As noted previously, the jury found that the plaintiffs had engaged in vexatious litigation7 when they pursued an administrative appeal from the awards of unemployment benefits made to the defendants based upon an allegation of wilful and felonious misconduct.8 On appeal, the plaintiffs claim that the trial court improperly denied their motion for a directed verdict on the vexatious litigation claim. Specifically, the plaintiffs claim that they had probable cause as a matter of law to appeal from the unemployment awards based upon a claim of wilful and felonious misconduct by the defendants.9 The defendants contend that the trial court properly denied the motion for a directed verdict. We agree with the defendants.

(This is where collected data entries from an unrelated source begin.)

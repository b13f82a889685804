use nalgebra::Point3;

/// Axis-aligned bounding box in world coordinates.
#[derive(Debug, Clone, Copy, PartialEq)]
pub struct Aabb {
    pub min: Point3<f64>,
    pub max: Point3<f64>,
}

impl Aabb {
    /// Smallest box containing every point, `None` for an empty iterator.
    pub fn from_points<I>(points: I) -> Option<Self>
    where
        I: IntoIterator<Item = Point3<f64>>,
    {
        points.into_iter().fold(None, |acc, p| {
            Some(match acc {
                None => Aabb { min: p, max: p },
                Some(b) => b.expanded_to(&p),
            })
        })
    }

    pub fn expanded_to(&self, p: &Point3<f64>) -> Self {
        Aabb {
            min: self.min.inf(p),
            max: self.max.sup(p),
        }
    }

    pub fn union(&self, other: &Aabb) -> Self {
        Aabb {
            min: self.min.inf(&other.min),
            max: self.max.sup(&other.max),
        }
    }

    pub fn center(&self) -> Point3<f64> {
        nalgebra::center(&self.min, &self.max)
    }

    pub fn contains(&self, p: &Point3<f64>) -> bool {
        (0..3).all(|k| self.min[k] <= p[k] && p[k] <= self.max[k])
    }
}
//! # Constants and type definitions for Orrery
//!
//! This module centralizes the **conversion factors**, **display constants** and **common type
//! aliases** used throughout the `orrery` crate.
//!
//! ## Overview
//!
//! - Angular conversions (degrees ↔ radians)
//! - Display scale (astronomical units → scene units)
//! - Kepler solver tolerances
//! - Default level-of-detail distances and asteroid sizing
//! - Core type aliases used across the crate

// -------------------------------------------------------------------------------------------------
// Physical constants and unit conversions
// -------------------------------------------------------------------------------------------------

/// 2π, useful for trigonometric conversions
pub const DPI: f64 = 2. * std::f64::consts::PI;

/// Degrees → radians
pub const RADEG: f64 = std::f64::consts::PI / 180.0;

/// Julian date of J2000.0 (2000-01-01 12:00:00 TT)
pub const J2000_JD: f64 = 2_451_545.0;

/// Conversion factor between Julian Date and Modified Julian Date
pub const JDTOMJD: f64 = 2_400_000.5;

/// Scene units per astronomical unit.
///
/// Every propagated radius is multiplied by this factor, so one AU spans
/// 250 units in the scene tree.
pub const PIXELS_PER_AU: f64 = 250.0;

// -------------------------------------------------------------------------------------------------
// Kepler solver
// -------------------------------------------------------------------------------------------------

/// Convergence threshold on successive eccentric anomaly iterates (radians)
pub const KEPLER_TOLERANCE: f64 = 1e-7;

/// Upper bound on fixed-point iterations before the solve is reported as failed
pub const KEPLER_MAX_ITERATIONS: usize = 500;

// -------------------------------------------------------------------------------------------------
// Orbit path sampling
// -------------------------------------------------------------------------------------------------

/// Samples used for the orbit trace of low-eccentricity orbits
pub const PATH_SAMPLES_DEFAULT: usize = 100;

/// Samples used for the orbit trace when `e > PATH_HIGH_ECCENTRICITY`
pub const PATH_SAMPLES_HIGH_ECCENTRICITY: usize = 300;

/// Eccentricity above which the orbit trace is densified
pub const PATH_HIGH_ECCENTRICITY: f64 = 0.20;

// -------------------------------------------------------------------------------------------------
// Scene defaults
// -------------------------------------------------------------------------------------------------

/// Camera distances (scene units) at which asteroid LOD tiers activate
pub const LOD_DISTANCES: [f64; 3] = [300.0, 600.0, 1000.0];

/// Base radius of an asteroid mesh before diameter scaling and jitter
pub const ASTEROID_SIZE: f64 = 2.0;

/// Radius of the dedicated "big particle" mesh used without batched points
pub const BIG_PARTICLE_SIZE: f64 = 50.0;

/// Radius of the sun mesh
pub const SUN_SIZE: f64 = 20.0;

/// Diffuse color shared by every asteroid (0xRRGGBB)
pub const ASTEROID_DIFFUSE: u32 = 0x31_31_31;

/// Object id reserved for the sun
pub const SUN_OBJECT_ID: ObjectId = 1;

// -------------------------------------------------------------------------------------------------
// Type aliases
// -------------------------------------------------------------------------------------------------

/// Angle in degrees
pub type Degree = f64;
/// Angle in radians
pub type Radian = f64;
/// Distance in astronomical units
pub type AstronomicalUnit = f64;
/// Distance in scene units (see [`PIXELS_PER_AU`])
pub type SceneUnit = f64;
/// Julian date (days, UTC scale)
pub type JulianDate = f64;
/// Modified Julian Date (days)
pub type MJD = f64;
/// Identity of a body as delivered by the game state
pub type ObjectId = u64;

It is well established that "[o]ur review of a trial court's refusal to direct a verdict or to render judgment notwithstanding the verdict takes place within carefully defined parameters. We must consider the evidence, including reasonable inferences which may be drawn therefrom, in the light most favorable to the parties who were successful at trial . . . [and] giving particular weight to the concurrence of the judgments of the judge and the jury, who saw the witnesses and heard the testimony . . . . The verdict will be set aside and judgment directed only if we find that the jury could not reasonably and legally have reached their conclusion." (Citation omitted; internal quotation marks omitted.) Cohen v. Yale-New Haven Hospital, 260 Conn. 747, 761, 800 A.2d 499 (2002).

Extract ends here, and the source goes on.